The work is on view as part of Black Artstory Month presented during Black History Month and started by the Myrtle Avenue Brooklyn Partnership. This year, Pratt continued the initiative with the support of the Myrtle Avenue Brooklyn Partnership and curation by Kate Therrian, special assistant to the dean in the School of Art. Pratt has participated in Black Artstory Month since 2020, with previous years of student work including collage, photography, and augmented reality.

“I admire how art can do very different things for everyone but that as a group, we’re connected by this enormity of emotion and experience,” Allwood said. “Especially when thinking about the topic and ideas of this piece, there’s a validity in feeling any emotion: anger, sadness, joy, familiarity, peace.

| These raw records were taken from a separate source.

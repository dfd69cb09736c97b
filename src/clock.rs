//! 平台时钟模块 (Platform Clock Module)
//!
//! 原型实现直接替换宿主环境的原生定时器原语；这里将底层平台定时器抽象为
//! 一个显式的能力特性 `PlatformClock`：生产代码接入真实的 tokio 定时器
//! （`TokioClock`），测试接入确定性的手动时钟（`ManualClock`）。
//! (The prototype monkey-patches the host's native timer primitives; here the
//! underlying platform timer is an explicit capability trait `PlatformClock`:
//! production wires in real tokio timers (`TokioClock`), tests wire in a
//! deterministic manual clock (`ManualClock`))
//!
//! 实现必须保证：定时器不会早于请求的延迟触发，一次性定时器恰好触发一次，
//! 周期定时器每个周期触发一次；id 在时钟实例内唯一且单调分配；对已触发或
//! 未知 id 的取消是无操作。
//! (Implementations must guarantee: timers never fire earlier than the
//! requested delay, one-shot timers fire exactly once, intervals fire once per
//! period; ids are unique per clock instance and monotonically allocated;
//! cancelling a fired or unknown id is a no-op)

use futures::future::BoxFuture;
use parking_lot::Mutex;
use rustc_hash::FxHashMap;
use std::sync::atomic::{AtomicU64, Ordering};
use std::sync::Arc;
use std::time::{Duration, Instant};
use tokio::task::JoinHandle;

/// One-shot fire callback handed to the platform clock
///
/// 交给平台时钟的一次性触发回调
pub type TimerFire = Box<dyn FnOnce() -> BoxFuture<'static, ()> + Send + 'static>;

/// Idle fire callback, same shape as a one-shot fire
///
/// 空闲触发回调，与一次性触发形状相同
pub type IdleFire = TimerFire;

/// Repeating fire callback for intervals
///
/// 周期定时器的重复触发回调
pub type IntervalFire = Box<dyn Fn() -> BoxFuture<'static, ()> + Send + Sync + 'static>;

/// Identifier of an underlying platform timer registration
///
/// 底层平台定时器注册的标识符
///
/// The delay and interval stores reuse this id as the group identifier, so it
/// also forms the upper half of every encoded schedule handle.
///
/// 延迟和周期存储复用该 id 作为组标识符，因此它也构成每个调度句柄编码的高位部分。
#[derive(Debug, Clone, Copy, PartialEq, Eq, Hash)]
pub struct PlatformTimerId(pub(crate) u64);

impl PlatformTimerId {
    #[inline]
    pub fn as_u64(&self) -> u64 {
        self.0
    }
}

/// Identifier of an underlying platform idle registration
///
/// 底层平台空闲注册的标识符
#[derive(Debug, Clone, Copy, PartialEq, Eq, Hash)]
pub struct PlatformIdleId(pub(crate) u64);

impl PlatformIdleId {
    #[inline]
    pub fn as_u64(&self) -> u64 {
        self.0
    }
}

/// 平台时钟能力 (Platform Clock Capability)
///
/// 合并调度器唯一的时间来源和挂起/恢复边界。
/// (The coalescer's only source of time and its only suspension/resumption boundary)
pub trait PlatformClock: Send + Sync + 'static {
    /// 当前时刻 (Current instant)
    fn now(&self) -> Instant;

    /// 注册一次性定时器，`fire` 在不早于 `delay` 之后被调用一次
    /// (Register a one-shot timer; `fire` is invoked once, no earlier than `delay`)
    fn start_timer(&self, delay: Duration, fire: TimerFire) -> PlatformTimerId;

    /// 取消一次性定时器，对已触发或未知 id 无操作
    /// (Cancel a one-shot timer; no-op for fired or unknown ids)
    fn cancel_timer(&self, id: PlatformTimerId);

    /// 注册周期定时器，`fire` 每个周期被调用一次
    /// (Register a repeating timer; `fire` is invoked once per period)
    fn start_interval(&self, period: Duration, fire: IntervalFire) -> PlatformTimerId;

    /// 取消周期定时器 (Cancel a repeating timer)
    fn cancel_interval(&self, id: PlatformTimerId);

    /// 注册空闲回调 (Register an idle callback)
    fn request_idle(&self, fire: IdleFire) -> PlatformIdleId;

    /// 取消空闲回调，对已触发或未知 id 无操作
    /// (Cancel an idle callback; no-op for fired or unknown ids)
    fn cancel_idle(&self, id: PlatformIdleId);
}

/// 基于 tokio 的生产时钟 (Production clock backed by tokio)
///
/// 每个注册对应一个独立的 tokio 任务：一次性定时器 sleep 后触发并自清理；
/// 周期定时器循环 sleep/触发直到被取消；空闲回调在让出执行权后尽力触发。
/// (One spawned tokio task per registration: one-shot timers sleep, fire, and
/// clean themselves up; intervals loop sleep/fire until cancelled; idle
/// callbacks fire best-effort after yielding)
pub struct TokioClock {
    inner: Arc<TokioClockInner>,
}

struct TokioClockInner {
    next_id: AtomicU64,
    timers: Mutex<FxHashMap<u64, JoinHandle<()>>>,
    idles: Mutex<FxHashMap<u64, JoinHandle<()>>>,
}

impl TokioClock {
    /// 创建新的 tokio 时钟（必须在 tokio 运行时内使用）
    /// (Create a new tokio clock, must be used inside a tokio runtime)
    pub fn new() -> Self {
        Self {
            inner: Arc::new(TokioClockInner {
                next_id: AtomicU64::new(1),
                timers: Mutex::new(FxHashMap::default()),
                idles: Mutex::new(FxHashMap::default()),
            }),
        }
    }

    /// 当前未触发的定时器注册数量（含周期定时器）
    /// (Number of outstanding timer registrations, intervals included)
    pub fn active_timers(&self) -> usize {
        self.inner.timers.lock().len()
    }
}

impl Default for TokioClock {
    fn default() -> Self {
        Self::new()
    }
}

impl PlatformClock for TokioClock {
    fn now(&self) -> Instant {
        Instant::now()
    }

    fn start_timer(&self, delay: Duration, fire: TimerFire) -> PlatformTimerId {
        let id = self.inner.next_id.fetch_add(1, Ordering::Relaxed);
        let inner = Arc::clone(&self.inner);

        // 先持有映射锁再 spawn，确保任务的自清理在插入之后执行
        // (Hold the map lock across the spawn so the task's self-removal runs after the insert)
        let mut timers = self.inner.timers.lock();
        let handle = tokio::spawn(async move {
            tokio::time::sleep(delay).await;
            fire().await;
            inner.timers.lock().remove(&id);
        });
        timers.insert(id, handle);

        PlatformTimerId(id)
    }

    fn cancel_timer(&self, id: PlatformTimerId) {
        if let Some(handle) = self.inner.timers.lock().remove(&id.0) {
            handle.abort();
        }
    }

    fn start_interval(&self, period: Duration, fire: IntervalFire) -> PlatformTimerId {
        let id = self.inner.next_id.fetch_add(1, Ordering::Relaxed);

        let mut timers = self.inner.timers.lock();
        let handle = tokio::spawn(async move {
            loop {
                tokio::time::sleep(period).await;
                fire().await;
            }
        });
        timers.insert(id, handle);

        PlatformTimerId(id)
    }

    fn cancel_interval(&self, id: PlatformTimerId) {
        self.cancel_timer(id);
    }

    fn request_idle(&self, fire: IdleFire) -> PlatformIdleId {
        let id = self.inner.next_id.fetch_add(1, Ordering::Relaxed);
        let inner = Arc::clone(&self.inner);

        let mut idles = self.inner.idles.lock();
        let handle = tokio::spawn(async move {
            // 尽力而为的空闲语义：让出执行权，待执行器处理完当前就绪任务后触发
            // (Best-effort idle semantics: yield, fire after the executor has
            // drained its currently ready tasks)
            tokio::task::yield_now().await;
            fire().await;
            inner.idles.lock().remove(&id);
        });
        idles.insert(id, handle);

        PlatformIdleId(id)
    }

    fn cancel_idle(&self, id: PlatformIdleId) {
        if let Some(handle) = self.inner.idles.lock().remove(&id.0) {
            handle.abort();
        }
    }
}

struct ManualOneShot {
    id: u64,
    deadline: Instant,
    fire: TimerFire,
}

struct ManualInterval {
    id: u64,
    next_at: Instant,
    period: Duration,
    fire: Arc<dyn Fn() -> BoxFuture<'static, ()> + Send + Sync>,
}

struct ManualState {
    now: Instant,
    next_id: u64,
    oneshots: Vec<ManualOneShot>,
    intervals: Vec<ManualInterval>,
    idles: Vec<(u64, IdleFire)>,
    timer_registrations: u64,
    idle_registrations: u64,
}

/// 确定性手动时钟 (Deterministic Manual Clock)
///
/// 虚拟时间从构造时刻开始，只有 `advance()` 会推进它并按截止时间顺序触发到期
/// 的定时器；`run_idle()` 排空当前的空闲队列。注册计数器让测试可以断言
/// "只注册了一个平台定时器"。
/// (Virtual time starts at construction and only `advance()` moves it,
/// firing due timers in deadline order; `run_idle()` drains the current idle
/// queue. Registration counters let tests assert "only one platform timer was
/// registered")
///
/// # Examples (示例)
///
/// ```no_run
/// use kestrel_coalesce::clock::ManualClock;
/// use std::sync::Arc;
/// use std::time::Duration;
///
/// # #[tokio::main]
/// # async fn main() {
/// let clock = Arc::new(ManualClock::new());
/// clock.advance(Duration::from_millis(100)).await;
/// assert_eq!(clock.active_timers(), 0);
/// # }
/// ```
pub struct ManualClock {
    inner: Arc<Mutex<ManualState>>,
}

impl ManualClock {
    pub fn new() -> Self {
        Self {
            inner: Arc::new(Mutex::new(ManualState {
                now: Instant::now(),
                next_id: 1,
                oneshots: Vec::new(),
                intervals: Vec::new(),
                idles: Vec::new(),
                timer_registrations: 0,
                idle_registrations: 0,
            })),
        }
    }

    /// 推进虚拟时间，按截止时间顺序触发所有到期的一次性和周期定时器
    /// (Advance virtual time, firing all due one-shot and interval timers in
    /// deadline order)
    ///
    /// 触发回调在锁外执行，因此回调可以重入地调用回时钟或存储。
    /// (Fire callbacks run outside the lock, so they may reentrantly call back
    /// into the clock or the stores)
    pub async fn advance(&self, step: Duration) {
        let target = self.inner.lock().now + step;

        loop {
            let due = {
                let mut state = self.inner.lock();

                let mut best: Option<(Instant, usize, bool)> = None;
                for (index, timer) in state.oneshots.iter().enumerate() {
                    if timer.deadline <= target
                        && best.map_or(true, |(when, _, _)| timer.deadline < when)
                    {
                        best = Some((timer.deadline, index, false));
                    }
                }
                for (index, interval) in state.intervals.iter().enumerate() {
                    if interval.next_at <= target
                        && best.map_or(true, |(when, _, _)| interval.next_at < when)
                    {
                        best = Some((interval.next_at, index, true));
                    }
                }

                match best {
                    Some((when, index, true)) => {
                        state.now = when;
                        let period = state.intervals[index].period;
                        state.intervals[index].next_at = when + period;
                        DueFire::Interval(Arc::clone(&state.intervals[index].fire))
                    }
                    Some((when, index, false)) => {
                        state.now = when;
                        let timer = state.oneshots.remove(index);
                        DueFire::OneShot(timer.fire)
                    }
                    None => DueFire::None,
                }
            };

            match due {
                DueFire::OneShot(fire) => fire().await,
                DueFire::Interval(fire) => fire().await,
                DueFire::None => break,
            }
        }

        self.inner.lock().now = target;
    }

    /// 排空并执行当前排队的空闲回调
    /// (Drain and run the currently queued idle callbacks)
    ///
    /// 回调执行期间新注册的空闲回调会排队到下一次 `run_idle()`。
    /// (Idle callbacks registered while running are queued for the next `run_idle()`)
    pub async fn run_idle(&self) {
        let drained: Vec<IdleFire> = {
            let mut state = self.inner.lock();
            state.idles.drain(..).map(|(_, fire)| fire).collect()
        };
        for fire in drained {
            fire().await;
        }
    }

    /// 未触发的一次性定时器数量 (Number of pending one-shot timers)
    pub fn active_timers(&self) -> usize {
        self.inner.lock().oneshots.len()
    }

    /// 活跃的周期定时器数量 (Number of active interval timers)
    pub fn active_intervals(&self) -> usize {
        self.inner.lock().intervals.len()
    }

    /// 排队中的空闲回调数量 (Number of queued idle callbacks)
    pub fn active_idles(&self) -> usize {
        self.inner.lock().idles.len()
    }

    /// 历史定时器注册总数，含周期定时器（单调递增）
    /// (Total timer registrations ever made, intervals included, monotonic)
    pub fn timer_registrations(&self) -> u64 {
        self.inner.lock().timer_registrations
    }

    /// 历史空闲注册总数（单调递增）
    /// (Total idle registrations ever made, monotonic)
    pub fn idle_registrations(&self) -> u64 {
        self.inner.lock().idle_registrations
    }
}

enum DueFire {
    OneShot(TimerFire),
    Interval(Arc<dyn Fn() -> BoxFuture<'static, ()> + Send + Sync>),
    None,
}

impl Default for ManualClock {
    fn default() -> Self {
        Self::new()
    }
}

impl PlatformClock for ManualClock {
    fn now(&self) -> Instant {
        self.inner.lock().now
    }

    fn start_timer(&self, delay: Duration, fire: TimerFire) -> PlatformTimerId {
        let mut state = self.inner.lock();
        let id = state.next_id;
        state.next_id += 1;
        state.timer_registrations += 1;
        let deadline = state.now + delay;
        state.oneshots.push(ManualOneShot { id, deadline, fire });
        PlatformTimerId(id)
    }

    fn cancel_timer(&self, id: PlatformTimerId) {
        self.inner.lock().oneshots.retain(|timer| timer.id != id.0);
    }

    fn start_interval(&self, period: Duration, fire: IntervalFire) -> PlatformTimerId {
        let mut state = self.inner.lock();
        let id = state.next_id;
        state.next_id += 1;
        state.timer_registrations += 1;
        let next_at = state.now + period;
        state.intervals.push(ManualInterval {
            id,
            next_at,
            period,
            fire: Arc::from(fire),
        });
        PlatformTimerId(id)
    }

    fn cancel_interval(&self, id: PlatformTimerId) {
        self.inner.lock().intervals.retain(|interval| interval.id != id.0);
    }

    fn request_idle(&self, fire: IdleFire) -> PlatformIdleId {
        let mut state = self.inner.lock();
        let id = state.next_id;
        state.next_id += 1;
        state.idle_registrations += 1;
        state.idles.push((id, fire));
        PlatformIdleId(id)
    }

    fn cancel_idle(&self, id: PlatformIdleId) {
        self.inner.lock().idles.retain(|(idle_id, _)| *idle_id != id.0);
    }
}
// SPDX-License-Identifier: BUSL-1.1
// Copyright (c) 2026 Alfred Jean LLC

//! Orchestrator fixture over the in-memory fakes.

use std::collections::BTreeMap;
use std::path::Path;
use std::time::Duration;

use k8s_openapi::api::core::v1::{
    Container, ExecAction, PodSpec, PodTemplateSpec, Probe, SecurityContext,
};
use k8s_openapi::apimachinery::pkg::apis::meta::v1::ObjectMeta;
use mirage_adapters::tools::Delve;
use mirage_adapters::{
    FakeCluster, FakeTunnelDialer, LanguageAdaptors, ToolProvisioner, WorkloadRef,
};
use mirage_core::test_support::{demo_app, demo_local_config};
use mirage_core::{App, Arch, WorkloadType};
use mirage_storage::{AppRegistry, MemoryRegistry};
use tempfile::TempDir;

use crate::{Orchestrator, OrchestratorConfig, OrchestratorDeps};

pub(crate) type TestOrchestrator = Orchestrator<FakeCluster, FakeTunnelDialer, MemoryRegistry>;

/// Bytes of the fake cached debug tool.
pub(crate) const TOOL_BYTES: &[u8] = b"dlv-binary";
/// Bytes of the fake locally built debuggee.
pub(crate) const BINARY_BYTES: &[u8] = b"demo-binary";

/// Deployment template: one `app` container with a readiness probe.
pub(crate) fn demo_template() -> PodTemplateSpec {
    PodTemplateSpec {
        metadata: Some(ObjectMeta {
            labels: Some(BTreeMap::from([("app".to_string(), "demo".to_string())])),
            ..Default::default()
        }),
        spec: Some(PodSpec {
            containers: vec![Container {
                name: "app".to_string(),
                image: Some("registry.local/demo:1.0".to_string()),
                command: Some(vec!["/server".to_string()]),
                readiness_probe: Some(Probe {
                    exec: Some(ExecAction { command: Some(vec!["true".to_string()]) }),
                    ..Default::default()
                }),
                security_context: Some(SecurityContext {
                    read_only_root_filesystem: Some(true),
                    ..Default::default()
                }),
                ..Default::default()
            }],
            ..Default::default()
        }),
    }
}

pub(crate) fn demo_workload() -> WorkloadRef {
    WorkloadRef::new("default", WorkloadType::Deployment, "demo")
}

pub(crate) struct Fixture {
    pub orchestrator: TestOrchestrator,
    pub cluster: FakeCluster,
    pub dialer: FakeTunnelDialer,
    pub registry: MemoryRegistry,
    pub workdir: TempDir,
    _tools_dir: TempDir,
}

impl Fixture {
    /// Go app `demo` with a built binary and a cached amd64 Delve.
    pub fn new() -> Self {
        Self::with_config(fast_config())
    }

    pub fn with_config(config: OrchestratorConfig) -> Self {
        let workdir = tempfile::tempdir().unwrap();
        write_file(&workdir.path().join("bin/demo"), BINARY_BYTES);

        let tools_dir = tempfile::tempdir().unwrap();
        let tools = ToolProvisioner::new(tools_dir.path());
        write_file(&tools.cache_path(&Delve, Arch::Amd64), TOOL_BYTES);

        let cluster = FakeCluster::new();
        cluster.add_workload(demo_workload(), demo_template());
        let dialer = FakeTunnelDialer::new();
        let app = demo_app("demo").local_config(demo_local_config(workdir.path()));
        let registry = MemoryRegistry::with_apps([app]);

        let orchestrator = Orchestrator::new(
            OrchestratorDeps {
                cluster: cluster.clone(),
                dialer: dialer.clone(),
                registry: registry.clone(),
                languages: LanguageAdaptors::standard(),
                tools,
            },
            config,
        );
        Self { orchestrator, cluster, dialer, registry, workdir, _tools_dir: tools_dir }
    }

    pub fn app(&self) -> App {
        self.registry.get("demo").unwrap()
    }

    pub fn update_app(&self, edit: impl FnOnce(&mut App)) {
        let mut app = self.app();
        edit(&mut app);
        self.registry.update(&app).unwrap();
    }

    pub fn live_template(&self) -> PodTemplateSpec {
        self.cluster.template(&demo_workload()).unwrap()
    }
}

/// Defaults with a short pod poll so tests don't wait on real time.
pub(crate) fn fast_config() -> OrchestratorConfig {
    let mut config = OrchestratorConfig::default();
    config.pod_wait.interval = Duration::from_millis(10);
    config.pod_wait.timeout = Duration::from_millis(200);
    config.settle = Duration::from_millis(50);
    config
}

/// Let spawned background tasks (tunnel supervisors) make progress.
pub(crate) async fn run_background() {
    for _ in 0..10 {
        tokio::task::yield_now().await;
    }
}

/// Archive entries `(path, bytes)` of a tar stream.
pub(crate) fn archive_entries(bytes: &[u8]) -> Vec<(String, Vec<u8>)> {
    use std::io::Read;
    let mut archive = tar::Archive::new(bytes);
    archive
        .entries()
        .unwrap()
        .map(|entry| {
            let mut entry = entry.unwrap();
            let path = entry.path().unwrap().to_string_lossy().into_owned();
            let mut data = Vec::new();
            entry.read_to_end(&mut data).unwrap();
            (path, data)
        })
        .collect()
}

fn write_file(path: &Path, bytes: &[u8]) {
    std::fs::create_dir_all(path.parent().unwrap()).unwrap();
    std::fs::write(path, bytes).unwrap();
}
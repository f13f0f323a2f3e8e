// SPDX-License-Identifier: BUSL-1.1
// Copyright (c) 2026 Alfred Jean LLC

//! Length-prefixed JSON framing.

use std::time::Duration;

use serde::de::DeserializeOwned;
use serde::Serialize;
use thiserror::Error;
use tokio::io::{AsyncRead, AsyncReadExt, AsyncWrite, AsyncWriteExt};

use super::{Request, Response};

/// Largest payload accepted in either direction.
pub const MAX_MESSAGE_SIZE: usize = 16 * 1024 * 1024;

/// Errors from the wire protocol
#[derive(Debug, Error)]
pub enum ProtocolError {
    #[error("IO error: {0}")]
    Io(#[from] std::io::Error),

    #[error("JSON error: {0}")]
    Json(#[from] serde_json::Error),

    #[error("Connection closed")]
    ConnectionClosed,

    #[error("Timeout")]
    Timeout,

    #[error("Message too large: {size} bytes (max {max})")]
    MessageTooLarge { size: usize, max: usize },
}

pub fn encode<T: Serialize>(message: &T) -> Result<Vec<u8>, ProtocolError> {
    Ok(serde_json::to_vec(message)?)
}

pub fn decode<T: DeserializeOwned>(bytes: &[u8]) -> Result<T, ProtocolError> {
    Ok(serde_json::from_slice(bytes)?)
}

/// Read one length-prefixed frame.
pub async fn read_message<R: AsyncRead + Unpin>(reader: &mut R) -> Result<Vec<u8>, ProtocolError> {
    let mut len = [0u8; 4];
    match reader.read_exact(&mut len).await {
        Ok(_) => {}
        Err(e) if e.kind() == std::io::ErrorKind::UnexpectedEof => {
            return Err(ProtocolError::ConnectionClosed)
        }
        Err(e) => return Err(e.into()),
    }

    let size = u32::from_be_bytes(len) as usize;
    if size > MAX_MESSAGE_SIZE {
        return Err(ProtocolError::MessageTooLarge { size, max: MAX_MESSAGE_SIZE });
    }

    let mut payload = vec![0u8; size];
    match reader.read_exact(&mut payload).await {
        Ok(_) => Ok(payload),
        Err(e) if e.kind() == std::io::ErrorKind::UnexpectedEof => Err(ProtocolError::ConnectionClosed),
        Err(e) => Err(e.into()),
    }
}

/// Write one length-prefixed frame and flush.
pub async fn write_message<W: AsyncWrite + Unpin>(
    writer: &mut W,
    payload: &[u8],
) -> Result<(), ProtocolError> {
    if payload.len() > MAX_MESSAGE_SIZE {
        return Err(ProtocolError::MessageTooLarge { size: payload.len(), max: MAX_MESSAGE_SIZE });
    }
    let len = payload.len() as u32;
    writer.write_all(&len.to_be_bytes()).await?;
    writer.write_all(payload).await?;
    writer.flush().await?;
    Ok(())
}

async fn read_with_timeout<R, T>(reader: &mut R, timeout: Duration) -> Result<T, ProtocolError>
where
    R: AsyncRead + Unpin,
    T: DeserializeOwned,
{
    let bytes = tokio::time::timeout(timeout, read_message(reader))
        .await
        .map_err(|_| ProtocolError::Timeout)??;
    decode(&bytes)
}

async fn write_with_timeout<W, T>(writer: &mut W, message: &T, timeout: Duration) -> Result<(), ProtocolError>
where
    W: AsyncWrite + Unpin,
    T: Serialize,
{
    let bytes = encode(message)?;
    tokio::time::timeout(timeout, write_message(writer, &bytes))
        .await
        .map_err(|_| ProtocolError::Timeout)?
}

pub async fn read_request<R: AsyncRead + Unpin>(
    reader: &mut R,
    timeout: Duration,
) -> Result<Request, ProtocolError> {
    read_with_timeout(reader, timeout).await
}

pub async fn write_response<W: AsyncWrite + Unpin>(
    writer: &mut W,
    response: &Response,
    timeout: Duration,
) -> Result<(), ProtocolError> {
    write_with_timeout(writer, response, timeout).await
}

pub async fn write_request<W: AsyncWrite + Unpin>(
    writer: &mut W,
    request: &Request,
    timeout: Duration,
) -> Result<(), ProtocolError> {
    write_with_timeout(writer, request, timeout).await
}

pub async fn read_response<R: AsyncRead + Unpin>(
    reader: &mut R,
    timeout: Duration,
) -> Result<Response, ProtocolError> {
    read_with_timeout(reader, timeout).await
}

#[cfg(test)]
#[path = "wire_tests.rs"]
mod tests;
// SPDX-License-Identifier: BUSL-1.1
// Copyright (c) 2026 Alfred Jean LLC

//! Centralized environment variable access for the daemon crate.

use std::path::PathBuf;
use std::time::Duration;

use mirage_engine::OrchestratorConfig;

use crate::lifecycle::LifecycleError;

/// Protocol version (from Cargo.toml)
pub const PROTOCOL_VERSION: &str = env!("CARGO_PKG_VERSION");

/// Resolve config directory: MIRAGE_CONFIG_DIR > ~/.mirage
pub fn config_dir() -> Result<PathBuf, LifecycleError> {
    if let Ok(dir) = std::env::var("MIRAGE_CONFIG_DIR") {
        if !dir.is_empty() {
            return Ok(PathBuf::from(dir));
        }
    }
    let home = dirs::home_dir().ok_or(LifecycleError::NoConfigDir)?;
    Ok(home.join(".mirage"))
}

/// Explicit kubeconfig path. Unset means the usual kube inference.
pub fn kubeconfig() -> Option<PathBuf> {
    std::env::var("MIRAGE_KUBECONFIG").ok().filter(|s| !s.is_empty()).map(PathBuf::from)
}

/// Tracing filter directives (default `info`)
pub fn log_filter() -> String {
    std::env::var("MIRAGE_LOG").ok().filter(|s| !s.is_empty()).unwrap_or_else(|| "info".to_string())
}

/// Default IPC timeout
pub fn ipc_timeout() -> Duration {
    millis("MIRAGE_IPC_TIMEOUT_MS").unwrap_or(Duration::from_secs(5))
}

/// Pod wait retry interval
pub fn pod_poll_interval() -> Option<Duration> {
    millis("MIRAGE_POD_POLL_MS")
}

/// Pod wait overall deadline
pub fn pod_wait_timeout() -> Option<Duration> {
    millis("MIRAGE_POD_WAIT_MS")
}

/// Settle delay after launching the debuggee
pub fn settle_delay() -> Option<Duration> {
    millis("MIRAGE_SETTLE_MS")
}

/// Deadline for building a debug tool locally (default 5 min)
pub fn tool_build_timeout() -> Duration {
    millis("MIRAGE_TOOL_TIMEOUT_MS").unwrap_or(Duration::from_secs(300))
}

/// Orchestrator defaults with the timing overrides applied.
pub fn orchestrator_config() -> OrchestratorConfig {
    let mut config = OrchestratorConfig::default();
    if let Some(interval) = pod_poll_interval() {
        config.pod_wait.interval = interval;
    }
    if let Some(timeout) = pod_wait_timeout() {
        config.pod_wait.timeout = timeout;
    }
    if let Some(settle) = settle_delay() {
        config.settle = settle;
    }
    config
}

fn millis(var: &str) -> Option<Duration> {
    std::env::var(var).ok().and_then(|s| s.trim().parse::<u64>().ok()).map(Duration::from_millis)
}

#[cfg(test)]
#[path = "env_tests.rs"]
mod tests;
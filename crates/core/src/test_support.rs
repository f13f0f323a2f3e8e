// SPDX-License-Identifier: BUSL-1.1
// Copyright (c) 2026 Alfred Jean LLC

//! Shared test helpers for use across crates.
//!
//! Gated behind `#[cfg(any(test, feature = "test-support"))]`.

use crate::{App, DebugToolBuilder, LocalConfig, ProgramType, RemoteRuntime, WorkloadType};

pub const DEMO_NAMESPACE: &str = "default";
pub const DEMO_WORKLOAD: &str = "demo";
pub const DEMO_CONTAINER: &str = "app";

/// Deployment `demo` in `default`, container left unset.
pub fn demo_runtime() -> RemoteRuntime {
    RemoteRuntime {
        namespace: DEMO_NAMESPACE.to_string(),
        workload_type: WorkloadType::Deployment,
        workload_name: DEMO_WORKLOAD.to_string(),
        container_name: None,
        target_arch: Default::default(),
    }
}

/// Local config building `bin/demo` under `working_dir`.
pub fn demo_local_config(working_dir: impl Into<std::path::PathBuf>) -> LocalConfig {
    LocalConfig::new(working_dir, "bin/demo")
        .app_entry_path("./cmd/demo")
        .app_args("--listen :8080")
        .debug_tool_builder(DebugToolBuilder::default())
}

/// A Go app with a local config and no remote config yet.
pub fn demo_app(name: &str) -> App {
    App::new(name, ProgramType::Go, demo_runtime()).local_config(demo_local_config("/work/demo"))
}

/// Same as [`demo_app`] but for the Rust adaptor.
pub fn demo_rust_app(name: &str) -> App {
    App::new(name, ProgramType::Rust, demo_runtime())
        .local_config(LocalConfig::new("/work/demo", "target/debug/demo").app_args("--verbose"))
}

It’s all there, and I’ve felt all of it.”

Amplifying Visibility through Film

On the set of ‘Milestone Generations’ (photo by Austin Ross)
On the set of ‘Milestone Generations’ (photo by Austin Ross)

Justice A. Whitaker, visiting assistant professor of film/video, works as a writer, director, and producer to bring light to unsung stories, particularly those related to the global African Diaspora. He recently directed the documentary Milestone Generationsnow streaming on HBO MAX—which chronicles the 30-year history of Milestone Comics, the first Black-owned comic book company. The film, made in collaboration with DC Comics, highlights the legacy of their work in increasing the representation of Black comic book characters and how it continues to shape comics today.

“I see my work as a filmmaker as a form of activism, illuminating the experiences of people and their stories that would otherwise be forgotten or overlooked,” Whitaker said. “I have traveled the world and had amazing life-changing experiences, and met amazing people with unfathomable life circumstances, and I am inspired by all of that unknown beauty of the world—those places, people, and their stories are what I bring to my storytelling as a filmmaker.”

He is now co-directing a documentary film on the Full Circle Expedition, which in 2022 became the first all-Black team to attempt to summit Mount Everest. This year, he received a Pratt DEI Research Seed Grant for The Trauma Cycle, a project which will examine how cinema can offer both healing and social change for BIPOC people.

“In my effort to bring focus to underrepresented voices and ideas, I am mostly focused on Black stories, so many of which have been suppressed, erased, and neglected by mainstream media,” Whitaker said. “My experience as a Black artist born and raised in America has made me aware of the universal oppressions people face in a multitude of contexts around the globe, and my work reflects this shared spirit of resistance throughout many cultures. I encourage young artists to always see their own lives as the most valuable cultural capital they can bring to the table. Our own story is one that can never be taken from us.”